Health data is far more valuable to hackers on the black market than credit card numbers because it tends to contain details that can be used to access bank accounts or obtain prescriptions for controlled substances.
"The healthcare industry is not as resilient to cyber intrusions compared to the financial and retail sectors, therefore the possibility of increased cyber intrusions is likely," the Federal Bureau of Investigation said in a private notice it has been distributing to healthcare providers.
The notice, dated April 8, did not mention the Obamacare website, Healthcare.gov, which has been criticised by opponents of the Obama administration for security flaws. It urged recipients to report suspicious or criminal activity to local FBI bureaus or the agency's 24/7 Cyber Watch.
FBI spokeswoman Jenny Shearer declined comment on the private industry notification (PIN) In January the FBI issued a PIN advising retailers to expect more credit card breaches following last year's unprecedented attack on Target.
Details of PINs are typically unclassified, but generally only shared with affected organisations who are asked to keep their contents private.
A series of privately commissioned reports published over the past few years have urged healthcare systems to boost security.

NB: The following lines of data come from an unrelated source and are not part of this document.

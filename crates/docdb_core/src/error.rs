//! Error types for the document-database core.

use thiserror::Error;

/// Result type for core operations.
pub type CoreResult<T> = Result<T, CoreError>;

/// Errors that can occur in core operations.
///
/// Every variant corresponds to one of the `(ok: false, message)` kinds the
/// executor surfaces to callers; `Display` renders the exact message text
/// callers should see.
#[derive(Debug, Error)]
pub enum CoreError {
    /// Storage-layer error (I/O, JSON, missing path).
    #[error("{0}")]
    Storage(#[from] docdb_storage::StorageError),

    /// A JSON value failed to parse or did not match the expected shape.
    #[error("{0}")]
    Json(#[from] serde_json::Error),

    /// A database or collection name failed validation.
    #[error("{0}")]
    InvalidName(String),

    /// A database or collection does not exist.
    #[error("{0}")]
    NotFound(String),

    /// A database, collection, or index already exists.
    #[error("{0}")]
    AlreadyExists(String),

    /// A query string did not match the expected grammar.
    #[error("{0}")]
    ParseError(String),

    /// A document failed validation (missing/duplicate `_id`, unique
    /// constraint violation).
    #[error("{0}")]
    ValidationError(String),

    /// A lock could not be granted.
    #[error("{0}")]
    LockDenied(#[from] LockDenied),

    /// An operation was attempted on a transaction that was not ACTIVE.
    #[error("{0}")]
    TransactionState(String),

    /// A statement within a batch failed or the batch timed out.
    #[error("{0}")]
    BatchError(String),
}

impl CoreError {
    /// Builds an `InvalidName` error.
    pub fn invalid_name(message: impl Into<String>) -> Self {
        Self::InvalidName(message.into())
    }

    /// Builds a `NotFound` error.
    pub fn not_found(message: impl Into<String>) -> Self {
        Self::NotFound(message.into())
    }

    /// Builds an `AlreadyExists` error.
    pub fn already_exists(message: impl Into<String>) -> Self {
        Self::AlreadyExists(message.into())
    }

    /// Builds a `ParseError`.
    pub fn parse_error(message: impl Into<String>) -> Self {
        Self::ParseError(message.into())
    }

    /// Builds a `ValidationError`.
    pub fn validation_error(message: impl Into<String>) -> Self {
        Self::ValidationError(message.into())
    }

    /// Builds a `TransactionState` error.
    pub fn transaction_state(message: impl Into<String>) -> Self {
        Self::TransactionState(message.into())
    }

    /// Builds a `BatchError` citing the 1-based statement index.
    pub fn batch_error(index: usize, message: impl Into<String>) -> Self {
        Self::BatchError(format!("Query {index} failed: {}", message.into()))
    }

    /// Returns the message text as callers see it, without the `Err(...)`
    /// wrapping — this is what gets placed into the `(ok: false, message)`
    /// pair at the API boundary.
    #[must_use]
    pub fn message(&self) -> String {
        self.to_string()
    }
}

/// Reasons a lock acquisition can be denied.
#[derive(Debug, Error, Clone, Copy, PartialEq, Eq)]
pub enum LockDenied {
    /// Granting the lock would close a cycle in the wait-for graph.
    #[error("Deadlock detected")]
    Deadlock,

    /// The acquire was queued behind other waiters rather than granted.
    #[error("Lock acquisition failed - waiting")]
    Waiting,

    /// The waiter queue for this key is full.
    #[error("waiting queue full")]
    WaitingQueueFull,

    /// The caller's wait exceeded `lock_timeout`.
    #[error("lock acquisition timed out")]
    Timeout,
}

#[cfg(test)]
mod tests {
    use super::*;

    #[test]
    fn deadlock_message_matches_spec_text() {
        let err: CoreError = LockDenied::Deadlock.into();
        assert_eq!(err.message(), "Deadlock detected");
    }

    #[test]
    fn batch_error_cites_one_based_index() {
        let err = CoreError::batch_error(2, "Duplicate value for unique field '_id'");
        assert_eq!(
            err.message(),
            "Query 2 failed: Duplicate value for unique field '_id'"
        );
    }
}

Experts applauded the FBI for responding with its own warning.
"I'm really happy to see the FBI doing this. It's nice to see the attention," said Shane Shook, an executive with cybersecurity firm Cylance.
Retailers and financial institutions have taken steps to bolster security of financial information after the attack on Target as well as smaller breaches at Neiman Marcus, Michaels and other merchants. Hackers accessed millions of bank card numbers and other customer data.
As those stolen payment card numbers flooded underground markets, the value of that information dropped, leading to "fire sales" by criminals seeking to unload them, said Angel Grant, senior manager for fraud and risk intelligence at EMC's RSA security division.
Demand for medical information, however, remains strong on criminal marketplaces, experts said, partly because it takes victims longer to realise the information has been stolen and report it, and because of the different ways the information can be used.
Cyber criminals were getting paid US$20 for health insurance credentials on some underground markets, compared with US$1 to US$2 for US credit card numbers prior to the Target breach, according cybersecurity firm Dell SecureWorks.
Some criminals use medical records to impersonate patients with diseases so they can obtain prescriptions for controlled substances, Grant said. Several US states, including Massachusetts, have reported a surge in opiate addiction, along with a jump in heroin overdoses that the Obama administration has called a "public health crisis".
Others criminals are purely interested in using the medical data for financial fraud.
"They are harvesting information to make it easier to conduct identity theft, to open new accounts," Grant said.
Pieces of health information are also sometimes combined with other pieces of data into complete packages known as "fullz" and "kitz" on underground exchanges where they can fetch $1,000 or more when bundled with counterfeit documents, according to Dell.
The two-page FBI alert cited a February 2014 report from the non-profit SANS Institute, which trains cybersecurity professionals. SANS had warned the healthcare industry was not well-prepared to fight growing cyber threats, pointing to hundreds of attacks on radiology imaging software, video conferencing equipment, routers and firewalls.